Tras la rápida implantación del coche eléctrico en las carreteras europeas, el continente mira hacia arriba. Varias Agencias de Seguridad Aérea están siguiendo muy de cerca la evolución de la tecnología híbrida y eléctrica para vuelos comerciales, y todo apunta a que los primeros vuelos de cero emisiones están más cerca de lo que parece.
En el territorio de la UE, cerca del 25 % de los vuelos comerciales recorren distancias inferiores a los 500 kilómetros, una distancia que encaja con la autonomía que ofrecerá la próxima generación de aeronaves 100 % eléctricas, mientras que los sistemas híbridos prometen extender este rango hasta los 1.000 kilómetros. Este escenario sitúa a las conexiones regionales en el centro de la estrategia de descarbonización.

España, a la cabeza en las pruebas de concepto
España se ha convertido en un laboratorio perfecto para la llegada de los primeros vuelos domésticos. Conexiones entre la Península y Baleares, como los trayectos Madrid - Palma de Mallorca o Barcelona-Ibiza, las rutas que conectan las islas en el archipiélago canario o vuelos internos como el de Madrid- Badajoz, se posicionan como los primeros escenarios donde estos aviones podrían prestar servicio comercial.
Compañías como Air Nostrum y Volotea han empezado a apostar por la transición energética.
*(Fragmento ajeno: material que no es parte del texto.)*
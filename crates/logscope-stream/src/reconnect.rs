use std::time::Duration;

/// Backoff schedule for reconnecting after an unintended closure
///
/// Holds no state of its own; the attempt counter lives with the caller.
#[derive(Clone, Copy, Debug, PartialEq)]
pub struct ReconnectPolicy {
    base_delay: Duration,
    multiplier: f64,
    max_attempts: u32,
}

pub const DEFAULT_BASE_DELAY: Duration = Duration::from_secs(2);
pub const DEFAULT_MULTIPLIER: f64 = 1.5;
pub const DEFAULT_MAX_ATTEMPTS: u32 = 5;

impl ReconnectPolicy {
    /// A zero base delay or a multiplier not above 1.0 falls back to the default,
    /// so every delay is longer than the one before
    pub fn new(base_delay: Duration, multiplier: f64, max_attempts: u32) -> Self {
        let base_delay = if base_delay.is_zero() {
            DEFAULT_BASE_DELAY
        } else {
            base_delay
        };
        let multiplier = if multiplier.is_finite() && multiplier > 1.0 {
            multiplier
        } else {
            DEFAULT_MULTIPLIER
        };
        Self {
            base_delay,
            multiplier,
            max_attempts,
        }
    }

    /// Delay before attempt number `attempt` (1-based): `base * multiplier^(attempt-1)`
    pub fn next_delay(&self, attempt: u32) -> Duration {
        let exponent = attempt.saturating_sub(1).min(i32::MAX as u32) as i32;
        let secs = self.base_delay.as_secs_f64() * self.multiplier.powi(exponent);
        Duration::try_from_secs_f64(secs).unwrap_or(Duration::MAX)
    }

    /// Whether `attempt` reconnects have already been spent
    pub fn should_give_up(&self, attempt: u32) -> bool {
        attempt >= self.max_attempts
    }

    pub fn max_attempts(&self) -> u32 {
        self.max_attempts
    }

    pub fn base_delay(&self) -> Duration {
        self.base_delay
    }
}

impl Default for ReconnectPolicy {
    fn default() -> Self {
        Self::new(DEFAULT_BASE_DELAY, DEFAULT_MULTIPLIER, DEFAULT_MAX_ATTEMPTS)
    }
}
Ambas compañías respaldan proyectos de desarrollo e integración junto a firmas especializadas como la hispanoaustraliana Dovetail Electric Aviation. La estrategia no solo se basa en el diseño desde cero, sino también en la reconversión de modelos que ya operan, sustituyendo sus motores de queroseno por sistemas de propulsión eléctrica alimentados por baterías o pilas de hidrógeno. Esta técnica permite reducir los plazos de homologación y amortizar rutas regionales que, hasta la fecha, resultaban económicamente complejas con aviones de combustión tradicional.

Proyectos clave en la hoja de ruta del continente
El avance español forma parte de un impulso industrial coordinado a escala comunitaria, donde diversas empresas emergentes trabajan en soluciones verdes para el transporte de pasajeros:
- Alemania: La firma VÆRIDION avanza en la construcción de un avión 100 % eléctrico con hasta 90 plazas y un alcance operativo de entre 400 y 500 kilómetros. La compañía mantiene el objetivo de obtener la certificación en 2030. Otros desarrollos teutones apuntan a capacidades mayores para la misma fecha.
- Francia: La compañía Aura Aero trabaja en el ERA (Electrical Regional Aircraft), un modelo híbrido de 19 plazas diseñado para ofrecer una autonomía de hasta 1.500 kilómetros, La finalización de sus procesos de certificación comercial se calcula para 2029.
- Países Bajos: Proyectos de mayor escala, como el impulsado por Elysian Aircraft , estudian modelos eléctricos con capacidad para unos 90 pasajeros operativos hacia mediados de la próxima década.
A nivel internacional, el mercado europeo evalúa la aplicación de la tecnología eléctrica en vuelos de alta densidad pero corta distancia, como el trayecto Londres-Dublín, o enlaces Insulares en el Mediterráneo como Roma-Cerdeña o Atenas-Santorini.

Desafíos técnicos, regulación de EASA y la adaptación de infraestructuras
A pesar del rápido progreso de la densidad energética en las celdas de batería y la optimización de los motores de propulsión distribuida, la implantación masiva de la aviación eléctrica todavía tiene que superar algunas barreras, tanto técnicas como regulatorias.
La Agencia Estatal de Seguridad Aérea (AESA), en coordinación con la EASA en el marco europeo, lleva años desarrollando marcos normativos específicos para autorizar estas tecnologías bajo estándares de redundancia y seguridad. Además, a medida que se emita la certificación para operar vuelos eléctricos, los aeropuertos deberán acometer una importante transformación infraestructural. La operación continuada de aviones eléctricos necesita estaciones de carga de altísima potencia en tierra para garantizar tiempos de escala competitivos, así como la adaptación de las redes locales de los aeródromos regionales para gestionar picos de demanda elevados.